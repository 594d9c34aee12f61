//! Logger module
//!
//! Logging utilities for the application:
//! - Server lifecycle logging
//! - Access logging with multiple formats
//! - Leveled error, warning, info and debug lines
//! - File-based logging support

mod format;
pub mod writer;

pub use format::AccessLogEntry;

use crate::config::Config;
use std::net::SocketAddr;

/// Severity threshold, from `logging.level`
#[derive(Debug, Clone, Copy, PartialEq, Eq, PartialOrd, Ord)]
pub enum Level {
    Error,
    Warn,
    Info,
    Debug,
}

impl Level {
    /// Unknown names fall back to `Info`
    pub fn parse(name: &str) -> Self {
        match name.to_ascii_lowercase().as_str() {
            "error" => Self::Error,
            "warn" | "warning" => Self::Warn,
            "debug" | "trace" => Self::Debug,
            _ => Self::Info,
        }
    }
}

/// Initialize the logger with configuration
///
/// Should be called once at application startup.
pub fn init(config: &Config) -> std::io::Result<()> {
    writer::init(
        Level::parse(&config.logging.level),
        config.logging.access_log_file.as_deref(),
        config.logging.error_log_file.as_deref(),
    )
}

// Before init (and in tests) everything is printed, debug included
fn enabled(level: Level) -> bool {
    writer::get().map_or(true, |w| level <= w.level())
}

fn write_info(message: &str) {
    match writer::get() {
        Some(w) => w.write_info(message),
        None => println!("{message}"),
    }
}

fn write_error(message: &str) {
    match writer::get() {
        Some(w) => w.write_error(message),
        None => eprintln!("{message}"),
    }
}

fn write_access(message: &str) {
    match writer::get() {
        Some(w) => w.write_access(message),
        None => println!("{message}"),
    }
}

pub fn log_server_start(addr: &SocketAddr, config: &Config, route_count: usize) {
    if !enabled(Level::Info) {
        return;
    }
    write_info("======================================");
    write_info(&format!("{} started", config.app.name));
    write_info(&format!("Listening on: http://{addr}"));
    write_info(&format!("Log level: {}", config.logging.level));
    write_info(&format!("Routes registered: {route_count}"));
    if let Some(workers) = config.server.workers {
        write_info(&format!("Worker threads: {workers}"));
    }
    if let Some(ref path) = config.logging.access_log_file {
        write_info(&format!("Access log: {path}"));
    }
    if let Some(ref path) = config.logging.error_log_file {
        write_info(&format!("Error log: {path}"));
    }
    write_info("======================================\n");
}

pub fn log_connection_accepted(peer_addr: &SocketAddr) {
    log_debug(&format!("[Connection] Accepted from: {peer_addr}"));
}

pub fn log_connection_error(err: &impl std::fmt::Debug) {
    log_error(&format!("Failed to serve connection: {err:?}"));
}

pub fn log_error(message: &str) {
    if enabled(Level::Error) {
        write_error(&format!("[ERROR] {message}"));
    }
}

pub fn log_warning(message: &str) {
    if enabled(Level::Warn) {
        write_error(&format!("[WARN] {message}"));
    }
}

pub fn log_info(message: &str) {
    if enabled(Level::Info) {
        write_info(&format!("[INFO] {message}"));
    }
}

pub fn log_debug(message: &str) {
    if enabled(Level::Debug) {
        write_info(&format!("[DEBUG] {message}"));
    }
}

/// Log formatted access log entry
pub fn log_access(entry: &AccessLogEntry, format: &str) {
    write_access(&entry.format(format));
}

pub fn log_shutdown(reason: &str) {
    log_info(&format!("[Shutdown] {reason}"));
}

_ _ _

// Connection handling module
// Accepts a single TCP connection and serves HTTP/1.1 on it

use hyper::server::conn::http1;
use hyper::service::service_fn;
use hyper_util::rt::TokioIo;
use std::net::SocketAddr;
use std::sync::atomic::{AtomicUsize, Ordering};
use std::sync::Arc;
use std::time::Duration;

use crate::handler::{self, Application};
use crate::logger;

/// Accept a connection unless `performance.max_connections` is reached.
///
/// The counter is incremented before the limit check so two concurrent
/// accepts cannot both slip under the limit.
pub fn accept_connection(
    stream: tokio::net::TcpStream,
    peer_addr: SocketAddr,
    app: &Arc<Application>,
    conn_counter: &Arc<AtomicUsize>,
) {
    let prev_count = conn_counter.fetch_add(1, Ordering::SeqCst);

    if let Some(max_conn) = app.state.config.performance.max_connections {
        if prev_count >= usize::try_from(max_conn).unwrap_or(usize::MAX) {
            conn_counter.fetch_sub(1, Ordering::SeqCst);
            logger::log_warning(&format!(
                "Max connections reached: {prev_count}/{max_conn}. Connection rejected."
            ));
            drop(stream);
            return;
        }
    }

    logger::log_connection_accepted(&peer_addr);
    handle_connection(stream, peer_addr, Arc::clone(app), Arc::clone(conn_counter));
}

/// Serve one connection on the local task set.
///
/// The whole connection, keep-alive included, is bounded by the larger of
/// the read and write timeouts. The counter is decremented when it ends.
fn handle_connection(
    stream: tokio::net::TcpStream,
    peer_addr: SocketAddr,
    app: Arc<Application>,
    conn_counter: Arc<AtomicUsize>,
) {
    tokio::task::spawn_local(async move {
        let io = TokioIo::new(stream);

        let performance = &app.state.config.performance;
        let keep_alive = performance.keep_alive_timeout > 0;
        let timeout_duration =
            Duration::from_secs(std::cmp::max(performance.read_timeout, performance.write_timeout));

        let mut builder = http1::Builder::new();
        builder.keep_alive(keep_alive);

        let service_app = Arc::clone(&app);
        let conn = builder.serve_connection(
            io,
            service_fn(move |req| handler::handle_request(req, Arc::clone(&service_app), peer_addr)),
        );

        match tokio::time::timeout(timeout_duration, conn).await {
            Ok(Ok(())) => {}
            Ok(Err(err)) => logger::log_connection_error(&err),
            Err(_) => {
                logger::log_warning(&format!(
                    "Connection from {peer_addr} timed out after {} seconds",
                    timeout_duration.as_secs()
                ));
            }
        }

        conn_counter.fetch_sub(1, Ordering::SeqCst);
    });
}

_ _ _

_Instructions for the task_: The output should be exactly the lines above from the line containing "use std::sync::Arc;" to the line containing "so two concurrent", inclusive, with no other lines.

_Finished exercise_:
use std::sync::Arc;
use std::time::Duration;

use crate::handler::{self, Application};
use crate::logger;

/// Accept a connection unless `performance.max_connections` is reached.
///
/// The counter is incremented before the limit check so two concurrent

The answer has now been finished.